[AIM OF THE TASK] Retrieve every line from the records in which the word "impl" occurs.

**** DATA PROVIDED

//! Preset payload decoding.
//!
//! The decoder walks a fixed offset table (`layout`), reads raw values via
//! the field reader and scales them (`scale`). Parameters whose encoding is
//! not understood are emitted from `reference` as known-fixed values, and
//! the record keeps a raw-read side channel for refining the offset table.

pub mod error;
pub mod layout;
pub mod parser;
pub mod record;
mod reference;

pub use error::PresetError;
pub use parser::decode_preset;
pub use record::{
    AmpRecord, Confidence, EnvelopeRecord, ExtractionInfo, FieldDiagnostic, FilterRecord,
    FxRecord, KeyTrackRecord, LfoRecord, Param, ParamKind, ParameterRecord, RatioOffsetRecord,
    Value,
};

********
**** DATA PROVIDED

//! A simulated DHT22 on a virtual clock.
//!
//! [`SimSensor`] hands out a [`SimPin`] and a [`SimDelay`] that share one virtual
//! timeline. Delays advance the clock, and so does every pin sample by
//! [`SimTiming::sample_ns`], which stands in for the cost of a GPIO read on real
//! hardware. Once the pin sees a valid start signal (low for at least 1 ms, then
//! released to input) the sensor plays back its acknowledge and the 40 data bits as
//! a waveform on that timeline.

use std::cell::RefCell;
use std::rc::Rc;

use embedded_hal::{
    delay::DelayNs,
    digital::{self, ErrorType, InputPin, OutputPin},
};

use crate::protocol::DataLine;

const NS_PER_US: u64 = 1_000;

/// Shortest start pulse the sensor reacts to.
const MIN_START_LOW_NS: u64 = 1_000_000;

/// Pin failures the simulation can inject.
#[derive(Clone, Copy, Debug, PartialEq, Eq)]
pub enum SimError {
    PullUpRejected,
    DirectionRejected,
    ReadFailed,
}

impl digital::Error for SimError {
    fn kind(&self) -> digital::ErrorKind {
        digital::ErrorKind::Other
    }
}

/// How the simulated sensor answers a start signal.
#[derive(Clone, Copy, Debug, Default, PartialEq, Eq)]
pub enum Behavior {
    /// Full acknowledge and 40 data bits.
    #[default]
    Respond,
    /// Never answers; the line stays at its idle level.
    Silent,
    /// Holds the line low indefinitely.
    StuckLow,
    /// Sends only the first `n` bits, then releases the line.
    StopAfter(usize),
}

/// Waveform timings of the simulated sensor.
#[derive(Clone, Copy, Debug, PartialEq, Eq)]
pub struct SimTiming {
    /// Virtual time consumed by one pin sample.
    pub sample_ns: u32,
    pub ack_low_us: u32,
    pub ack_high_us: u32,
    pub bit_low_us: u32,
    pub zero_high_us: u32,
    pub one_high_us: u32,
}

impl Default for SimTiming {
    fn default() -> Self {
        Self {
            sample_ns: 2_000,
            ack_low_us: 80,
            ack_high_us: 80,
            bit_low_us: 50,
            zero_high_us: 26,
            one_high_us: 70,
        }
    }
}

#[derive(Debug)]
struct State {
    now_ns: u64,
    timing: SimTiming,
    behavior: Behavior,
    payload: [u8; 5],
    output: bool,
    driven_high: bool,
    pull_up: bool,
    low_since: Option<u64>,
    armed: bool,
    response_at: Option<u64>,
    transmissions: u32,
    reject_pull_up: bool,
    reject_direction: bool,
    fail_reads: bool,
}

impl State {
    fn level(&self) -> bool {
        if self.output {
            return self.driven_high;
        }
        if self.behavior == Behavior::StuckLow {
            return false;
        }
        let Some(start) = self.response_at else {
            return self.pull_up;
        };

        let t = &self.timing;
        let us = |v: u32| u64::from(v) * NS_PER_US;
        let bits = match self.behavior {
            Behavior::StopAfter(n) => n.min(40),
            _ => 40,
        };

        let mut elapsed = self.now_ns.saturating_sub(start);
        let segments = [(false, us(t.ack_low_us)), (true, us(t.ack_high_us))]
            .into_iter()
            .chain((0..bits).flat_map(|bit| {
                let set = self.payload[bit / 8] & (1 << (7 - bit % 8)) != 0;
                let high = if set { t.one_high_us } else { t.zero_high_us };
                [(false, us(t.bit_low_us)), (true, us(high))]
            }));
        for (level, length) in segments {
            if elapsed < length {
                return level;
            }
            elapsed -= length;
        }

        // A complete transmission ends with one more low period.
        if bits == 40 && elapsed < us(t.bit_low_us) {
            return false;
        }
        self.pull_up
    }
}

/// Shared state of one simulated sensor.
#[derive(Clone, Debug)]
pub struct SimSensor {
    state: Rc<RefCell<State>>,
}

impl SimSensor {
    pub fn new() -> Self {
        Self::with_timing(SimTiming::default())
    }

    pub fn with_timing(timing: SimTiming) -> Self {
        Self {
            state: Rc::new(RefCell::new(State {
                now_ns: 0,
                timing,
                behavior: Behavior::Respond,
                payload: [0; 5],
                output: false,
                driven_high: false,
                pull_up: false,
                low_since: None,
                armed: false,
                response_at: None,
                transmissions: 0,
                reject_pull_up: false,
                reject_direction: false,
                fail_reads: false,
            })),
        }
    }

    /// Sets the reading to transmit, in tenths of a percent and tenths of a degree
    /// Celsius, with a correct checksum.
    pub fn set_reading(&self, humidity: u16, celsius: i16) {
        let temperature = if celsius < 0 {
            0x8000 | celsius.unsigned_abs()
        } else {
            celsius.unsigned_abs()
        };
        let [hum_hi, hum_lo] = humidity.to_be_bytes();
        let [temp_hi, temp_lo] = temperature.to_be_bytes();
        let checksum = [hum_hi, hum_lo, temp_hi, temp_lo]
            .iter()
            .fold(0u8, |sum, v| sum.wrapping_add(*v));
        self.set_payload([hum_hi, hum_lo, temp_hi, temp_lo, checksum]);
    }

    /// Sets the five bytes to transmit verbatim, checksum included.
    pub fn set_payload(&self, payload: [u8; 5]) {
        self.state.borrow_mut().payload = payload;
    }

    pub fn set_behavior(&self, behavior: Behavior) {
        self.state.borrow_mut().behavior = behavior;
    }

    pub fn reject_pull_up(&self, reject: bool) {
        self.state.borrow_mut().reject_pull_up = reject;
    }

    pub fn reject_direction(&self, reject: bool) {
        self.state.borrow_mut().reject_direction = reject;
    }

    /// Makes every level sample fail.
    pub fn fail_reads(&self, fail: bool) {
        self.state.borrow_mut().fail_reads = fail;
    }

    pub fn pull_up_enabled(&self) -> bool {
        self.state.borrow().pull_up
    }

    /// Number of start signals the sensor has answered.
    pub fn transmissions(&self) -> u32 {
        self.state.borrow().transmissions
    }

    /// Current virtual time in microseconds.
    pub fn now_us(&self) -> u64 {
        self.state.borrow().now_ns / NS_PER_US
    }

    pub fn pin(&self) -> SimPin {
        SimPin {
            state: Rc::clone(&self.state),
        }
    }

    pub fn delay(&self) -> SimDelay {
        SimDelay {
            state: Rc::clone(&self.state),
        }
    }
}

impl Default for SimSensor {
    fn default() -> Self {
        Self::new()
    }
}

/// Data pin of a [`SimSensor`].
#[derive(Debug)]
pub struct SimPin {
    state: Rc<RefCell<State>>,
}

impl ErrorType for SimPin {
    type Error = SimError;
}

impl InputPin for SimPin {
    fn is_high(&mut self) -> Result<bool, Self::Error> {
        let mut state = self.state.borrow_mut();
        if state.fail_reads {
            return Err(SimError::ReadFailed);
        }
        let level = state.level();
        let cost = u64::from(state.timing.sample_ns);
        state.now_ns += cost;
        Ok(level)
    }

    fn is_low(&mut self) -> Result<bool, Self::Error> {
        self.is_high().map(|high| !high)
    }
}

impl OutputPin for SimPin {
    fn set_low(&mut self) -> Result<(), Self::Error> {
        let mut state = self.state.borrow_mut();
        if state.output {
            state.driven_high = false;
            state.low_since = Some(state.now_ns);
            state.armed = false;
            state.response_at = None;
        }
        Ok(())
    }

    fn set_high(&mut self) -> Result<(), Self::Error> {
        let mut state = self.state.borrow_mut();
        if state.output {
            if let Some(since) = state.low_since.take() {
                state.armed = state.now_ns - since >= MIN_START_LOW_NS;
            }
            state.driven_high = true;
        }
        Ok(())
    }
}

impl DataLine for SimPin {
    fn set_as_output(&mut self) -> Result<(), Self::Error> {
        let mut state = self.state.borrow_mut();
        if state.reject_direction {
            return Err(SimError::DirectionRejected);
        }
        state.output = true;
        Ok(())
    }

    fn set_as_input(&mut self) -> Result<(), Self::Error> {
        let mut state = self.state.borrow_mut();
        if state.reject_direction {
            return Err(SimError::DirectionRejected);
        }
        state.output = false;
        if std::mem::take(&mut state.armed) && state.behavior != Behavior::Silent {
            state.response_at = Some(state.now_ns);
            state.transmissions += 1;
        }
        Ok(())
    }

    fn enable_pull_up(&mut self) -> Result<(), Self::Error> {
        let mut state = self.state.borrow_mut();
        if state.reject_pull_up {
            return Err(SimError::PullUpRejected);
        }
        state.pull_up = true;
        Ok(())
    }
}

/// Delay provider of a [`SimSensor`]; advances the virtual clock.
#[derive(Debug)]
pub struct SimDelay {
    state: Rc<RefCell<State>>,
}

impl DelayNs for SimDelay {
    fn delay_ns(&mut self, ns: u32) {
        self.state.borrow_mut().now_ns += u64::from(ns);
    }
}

********

[TASK SOLUTION]
impl digital::Error for SimError {
impl Default for SimTiming {
impl State {
impl SimSensor {
impl Default for SimSensor {
impl ErrorType for SimPin {
impl InputPin for SimPin {
impl OutputPin for SimPin {
impl DataLine for SimPin {
impl DelayNs for SimDelay {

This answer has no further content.